Suppressing NEK2 may reverse vascular remodeling in PAH: Study
Rat study finds reducing protein lessens changes in heart, blood vessels

Reducing the levels of the protein NEK2 in the pulmonary arteries lessened disease-driving changes in blood vessels and the heart of a rat model of pulmonary arterial hypertension (PAH) due to congenital heart disease (CHD).
The effects were tied to a modulation of the NF-kB pathway involved in vascular remodeling, a set of changes in blood vessels’ arrangement and structure that underlies PAH, the study found.
“Targeting NEK2 may be an effective strategy for the treatment of CHD-PAH,” the investigators wrote.
The study, “NEK2 inhibition reverses vascular remodeling in pulmonary arterial hypertension associated with congenital heart disease,” was published in Cellular Signalling.
PAH is characterized by the narrowing of pulmonary arteries, the small blood vessels that carry blood through the lungs, restricting blood flow across the lungs and leading to high blood pressure, or hypertension, and making the heart work harder to pump blood. This can cause enlargement of the right heart ventricle and lead to heart failure later in life.
Vascular remodeling
Pulmonary vascular remodeling underlies blood vessel narrowing and is marked by the proliferation of smooth muscle cells (PASMCs) in the arterial wall. PAH can be associated with congenital heart disease, which involves problems with heart structure or function that are present at birth.

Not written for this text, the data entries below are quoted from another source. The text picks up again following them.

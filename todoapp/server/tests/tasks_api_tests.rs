use axum::body::Body;
use axum::http::{Request, StatusCode};
use insta::assert_snapshot;
use serde_json::json;

mod common;

use common::{api_request, get, send};

#[tokio::test]
async fn test_create_complete_and_list_task() -> anyhow::Result<()> {
    let context = common::setup().await?;
    let alice = common::login_as(&context, "alice").await;

    let created = api_request(
        &context.app,
        &alice,
        "POST",
        "/api/tasks/",
        Some(json!({"description": "Buy milk"})),
    )
    .await;
    assert_eq!(created.status, StatusCode::CREATED);
    assert_snapshot!(created.body, @r#"{"id":1,"description":"Buy milk","due_date":null,"status":"in-progress","complete_date":null}"#);

    let completed = api_request(
        &context.app,
        &alice,
        "PATCH",
        "/api/tasks/1/",
        Some(json!({"status": "complete"})),
    )
    .await;
    assert_eq!(completed.status, StatusCode::OK);
    assert_eq!(completed.json()["status"], "complete");
    assert_eq!(completed.json()["complete_date"], common::today());

    let listed = api_request(&context.app, &alice, "GET", "/api/tasks/", None).await;
    assert_eq!(listed.status, StatusCode::OK);
    assert_eq!(
        listed.json(),
        json!([{
            "id": 1,
            "description": "Buy milk",
            "due_date": null,
            "status": "complete",
            "complete_date": common::today(),
        }])
    );
    Ok(())
}

#[tokio::test]
async fn test_create_task_with_due_date_and_status() -> anyhow::Result<()> {
    let context = common::setup().await?;
    let alice = common::login_as(&context, "alice").await;

    let body = json!({"description": "File taxes", "due_date": "2030-04-15", "status": "complete"});

    let created = api_request(&context.app, &alice, "POST", "/api/tasks/", Some(body)).await;

    assert_eq!(created.status, StatusCode::CREATED);
    let body = created.json();
    assert_eq!(body["due_date"], "2030-04-15");
    assert_eq!(body["status"], "complete");
    assert_eq!(body["complete_date"], common::today());
    Ok(())
}

#[tokio::test]
async fn test_create_task_without_description_is_rejected() -> anyhow::Result<()> {
    let context = common::setup().await?;
    let alice = common::login_as(&context, "alice").await;

    for body in [
        json!({}),
        json!({"description": ""}),
        json!({"due_date": "2030-01-01"}),
    ] {
        let response = api_request(&context.app, &alice, "POST", "/api/tasks/", Some(body)).await;
        assert_eq!(response.status, StatusCode::BAD_REQUEST);
        assert_eq!(response.body, r#"{"error":"Description is required."}"#);
    }

    let listed = api_request(&context.app, &alice, "GET", "/api/tasks/", None).await;
    assert_snapshot!(listed.body, @"[]");
    Ok(())
}

#[tokio::test]
async fn test_create_task_with_blank_description() -> anyhow::Result<()> {
    let context = common::setup().await?;
    let alice = common::login_as(&context, "alice").await;
    let body = json!({"description": "   "});

    let created = api_request(&context.app, &alice, "POST", "/api/tasks/", Some(body)).await;

    assert_eq!(created.status, StatusCode::CREATED);
    assert_eq!(created.json()["description"], "   ");
    Ok(())
}

#[tokio::test]
async fn test_create_task_rejects_invalid_fields() -> anyhow::Result<()> {
    let context = common::setup().await?;
    let alice = common::login_as(&context, "alice").await;

    let bad_date = api_request(
        &context.app,
        &alice,
        "POST",
        "/api/tasks/",
        Some(json!({"description": "Call mum", "due_date": "next week"})),
    )
    .await;
    assert_eq!(bad_date.status, StatusCode::BAD_REQUEST);
    assert_snapshot!(bad_date.body, @r#"{"error":"Invalid due date. Use YYYY-MM-DD."}"#);

    let bad_status = api_request(
        &context.app,
        &alice,
        "POST",
        "/api/tasks/",
        Some(json!({"description": "Call mum", "status": "archived"})),
    )
    .await;
    assert_eq!(bad_status.status, StatusCode::BAD_REQUEST);
    assert_snapshot!(bad_status.body, @r#"{"error":"Status must be one of: in-progress, complete."}"#);
    Ok(())
}

#[tokio::test]
async fn test_malformed_json_is_rejected() -> anyhow::Result<()> {
    let context = common::setup().await?;
    let alice = common::login_as(&context, "alice").await;

    let request = Request::builder()
        .method("POST")
        .uri("/api/tasks/")
        .header("cookie", &alice.cookie)
        .header("x-csrftoken", &alice.csrf_token)
        .header("content-type", "application/json")
        .body(Body::from("{not json"))
        .unwrap();
    let response = send(&context.app, request).await;

    assert_eq!(response.status, StatusCode::BAD_REQUEST);
    assert_snapshot!(response.body, @r#"{"error":"Invalid JSON body."}"#);
    Ok(())
}

#[tokio::test]
async fn test_update_clears_due_date_and_keeps_other_fields() -> anyhow::Result<()> {
    let context = common::setup().await?;
    let alice = common::login_as(&context, "alice").await;
    let body = json!({"description": "Renew passport", "due_date": "2030-06-01"});
    api_request(&context.app, &alice, "POST", "/api/tasks/", Some(body)).await;

    let updated = api_request(
        &context.app,
        &alice,
        "PUT",
        "/api/tasks/1/",
        Some(json!({"due_date": null})),
    )
    .await;

    assert_eq!(updated.status, StatusCode::OK);
    assert_snapshot!(updated.body, @r#"{"id":1,"description":"Renew passport","due_date":null,"status":"in-progress","complete_date":null}"#);

    let emptied = api_request(
        &context.app,
        &alice,
        "PATCH",
        "/api/tasks/1/",
        Some(json!({"description": ""})),
    )
    .await;
    assert_eq!(emptied.status, StatusCode::BAD_REQUEST);
    Ok(())
}

#[tokio::test]
async fn test_other_users_tasks_are_not_found() -> anyhow::Result<()> {
    let context = common::setup().await?;
    let alice = common::login_as(&context, "alice").await;
    let bob = common::login_as(&context, "bob").await;
    api_request(
        &context.app,
        &alice,
        "POST",
        "/api/tasks/",
        Some(json!({"description": "Alice's secret"})),
    )
    .await;

    let fetched = api_request(&context.app, &bob, "GET", "/api/tasks/1/", None).await;
    assert_eq!(fetched.status, StatusCode::NOT_FOUND);
    assert_snapshot!(fetched.body, @r#"{"error":"Task not found or not authorized"}"#);

    let missing = api_request(&context.app, &bob, "GET", "/api/tasks/99/", None).await;
    assert_eq!(missing.body, fetched.body);

    let updated = api_request(
        &context.app,
        &bob,
        "PATCH",
        "/api/tasks/1/",
        Some(json!({"status": "complete"})),
    )
    .await;
    assert_eq!(updated.status, StatusCode::NOT_FOUND);

    let deleted = api_request(&context.app, &bob, "DELETE", "/api/tasks/1/", None).await;
    assert_eq!(deleted.status, StatusCode::NOT_FOUND);

    let listed = api_request(&context.app, &bob, "GET", "/api/tasks/", None).await;
    assert_snapshot!(listed.body, @"[]");

    let still_there = api_request(&context.app, &alice, "GET", "/api/tasks/1/", None).await;
    assert_eq!(still_there.json()["status"], "in-progress");
    Ok(())
}

#[tokio::test]
async fn test_delete_task_then_not_found() -> anyhow::Result<()> {
    let context = common::setup().await?;
    let alice = common::login_as(&context, "alice").await;
    api_request(
        &context.app,
        &alice,
        "POST",
        "/api/tasks/",
        Some(json!({"description": "Short-lived"})),
    )
    .await;

    let deleted = api_request(&context.app, &alice, "DELETE", "/api/tasks/1/", None).await;
    assert_eq!(deleted.status, StatusCode::NO_CONTENT);
    assert!(deleted.body.is_empty());

    let again = api_request(&context.app, &alice, "DELETE", "/api/tasks/1/", None).await;
    assert_eq!(again.status, StatusCode::NOT_FOUND);

    let fetched = api_request(&context.app, &alice, "GET", "/api/tasks/1/", None).await;
    assert_eq!(fetched.status, StatusCode::NOT_FOUND);
    Ok(())
}

#[tokio::test]
async fn test_non_integer_task_id_is_not_found() -> anyhow::Result<()> {
    let context = common::setup().await?;
    let alice = common::login_as(&context, "alice").await;

    let response = api_request(&context.app, &alice, "GET", "/api/tasks/abc/", None).await;

    assert_eq!(response.status, StatusCode::NOT_FOUND);
    assert_snapshot!(response.body, @r#"{"error":"Task not found or not authorized"}"#);
    Ok(())
}

#[tokio::test]
async fn test_anonymous_api_calls_are_unauthorized() -> anyhow::Result<()> {
    let context = common::setup().await?;

    let listed = get(&context.app, "/api/tasks/", None).await;
    assert_eq!(listed.status, StatusCode::UNAUTHORIZED);
    assert_snapshot!(listed.body, @r#"{"error":"Authentication credentials were not provided."}"#);

    let request = Request::builder()
        .method("POST")
        .uri("/api/tasks/")
        .header("content-type", "application/json")
        .body(Body::from(r#"{"description":"Sneaky"}"#))
        .unwrap();
    let created = send(&context.app, request).await;
    assert_eq!(created.status, StatusCode::UNAUTHORIZED);

    let forged = get(&context.app, "/api/tasks/", Some("auth_token=not-a-jwt")).await;
    assert_eq!(forged.status, StatusCode::UNAUTHORIZED);
    Ok(())
}

#[tokio::test]
async fn test_mutations_without_csrf_token_are_forbidden() -> anyhow::Result<()> {
    let context = common::setup().await?;
    let alice = common::login_as(&context, "alice").await;

    let missing_header = Request::builder()
        .method("POST")
        .uri("/api/tasks/")
        .header("cookie", &alice.cookie)
        .header("content-type", "application/json")
        .body(Body::from(r#"{"description":"No token"}"#))
        .unwrap();
    let response = send(&context.app, missing_header).await;
    assert_eq!(response.status, StatusCode::FORBIDDEN);
    assert_snapshot!(response.body, @r#"{"error":"CSRF token missing or incorrect."}"#);

    let wrong_header = Request::builder()
        .method("POST")
        .uri("/api/tasks/")
        .header("cookie", &alice.cookie)
        .header("x-csrftoken", "guessed")
        .header("content-type", "application/json")
        .body(Body::from(r#"{"description":"Wrong token"}"#))
        .unwrap();
    let response = send(&context.app, wrong_header).await;
    assert_eq!(response.status, StatusCode::FORBIDDEN);

    let listed = api_request(&context.app, &alice, "GET", "/api/tasks/", None).await;
    assert_snapshot!(listed.body, @"[]");
    Ok(())
}

#[tokio::test]
async fn test_get_csrf_token() -> anyhow::Result<()> {
    let context = common::setup().await?;
    let alice = common::login_as(&context, "alice").await;

    let session_token = get(&context.app, "/api/get-csrf-token/", Some(&alice.cookie)).await;
    assert_eq!(session_token.status, StatusCode::OK);
    assert_eq!(session_token.json()["csrftoken"], alice.csrf_token);
    assert_eq!(
        session_token.cookie("csrftoken"),
        Some(alice.csrf_token.clone())
    );

    let anonymous_token = get(&context.app, "/api/get-csrf-token/", None).await;
    assert_eq!(anonymous_token.status, StatusCode::OK);
    let token = anonymous_token.json()["csrftoken"]
        .as_str()
        .unwrap()
        .to_string();
    assert_eq!(token.len(), 64);
    assert_eq!(anonymous_token.cookie("csrftoken"), Some(token));
    Ok(())
}

#[tokio::test]
async fn test_openapi_document_is_served() -> anyhow::Result<()> {
    let context = common::setup().await?;

    let response = get(&context.app, "/api-docs/openapi.json", None).await;

    assert_eq!(response.status, StatusCode::OK);
    let paths = &response.json()["paths"];
    assert!(paths.get("/api/tasks/").is_some());
    assert!(paths.get("/api/tasks/{id}/").is_some());
    Ok(())
}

NEK2 is known to play a role in cancer proliferation by activating the NF-kB signaling pathway, which is involved in PAH development. However, the “functional importance of NEK2 in PAH associated with CHD (CHD-PAH) has not been elucidated yet,” the researchers wrote.
To learn more, the team in China analyzed the levels of NEK2, and its relation with pulmonary vascular remodeling, in PASMCs derived from people with CHD-PAH and in a rat model of the disease.
Human cells were obtained from 22 lung tissue samples from patients who underwent right heart catheterization, a procedure used to diagnose PAH. NEK2 levels were found to be increased, or overexpressed, in patients’ PASMCs, particularly in samples from patients with irreversible PAH (mean pulmonary arterial pressure of at least 25 mmHg).
Similar results were observed in PASMSCs derived from a PAH rat model.
To further understand how NEK2 may contribute to PASMC dysfunction in PAH, patient-derived cells were engineered in the lab to express higher or lower levels of the protein. When NEK2 was overexpressed, there was also an increase in markers of cell growth, migration, and cell death resistance, while a decrease in NEK2 levels produced the opposite results.
“Taken together, these results suggest that upregulation of NEK2 promotes the proliferation, migration, and apoptosis resistance of [human] PASMCs, which may contribute to pulmonary vascular remodeling,” the researchers wrote. Apoptosis refers to programmed cell death, which differs from cell death caused by injury.
The activation of the NF-κB pathway increased when NEK2 was overexpressed, and reduced with decreased levels of the protein, suggesting “that NEK2 may contribute to [human] PASMC dysfunction via the NF-κB pathway,” the researchers wrote.
They tested whether suppressing NEK2 expression may be an effective strategy for reversing PAH. For that, they used adeno-associated viruses, a commonly used gene delivery vehicle, administered into the windpipe.
In the PAH rats, results showed significantly higher blood vessel wall thickness, as well as higher blood pressure in the pulmonary arteries and enlarged right heart ventricles. Suppressing NEK2 production lessened these PAH-related changes.
“Our findings provide further insights into the maladaptive arterial remodeling of CHD-PAH, and highlight the potential of NEK2 as a putative therapeutic target for pulmonary vascular remodeling,” the researchers wrote.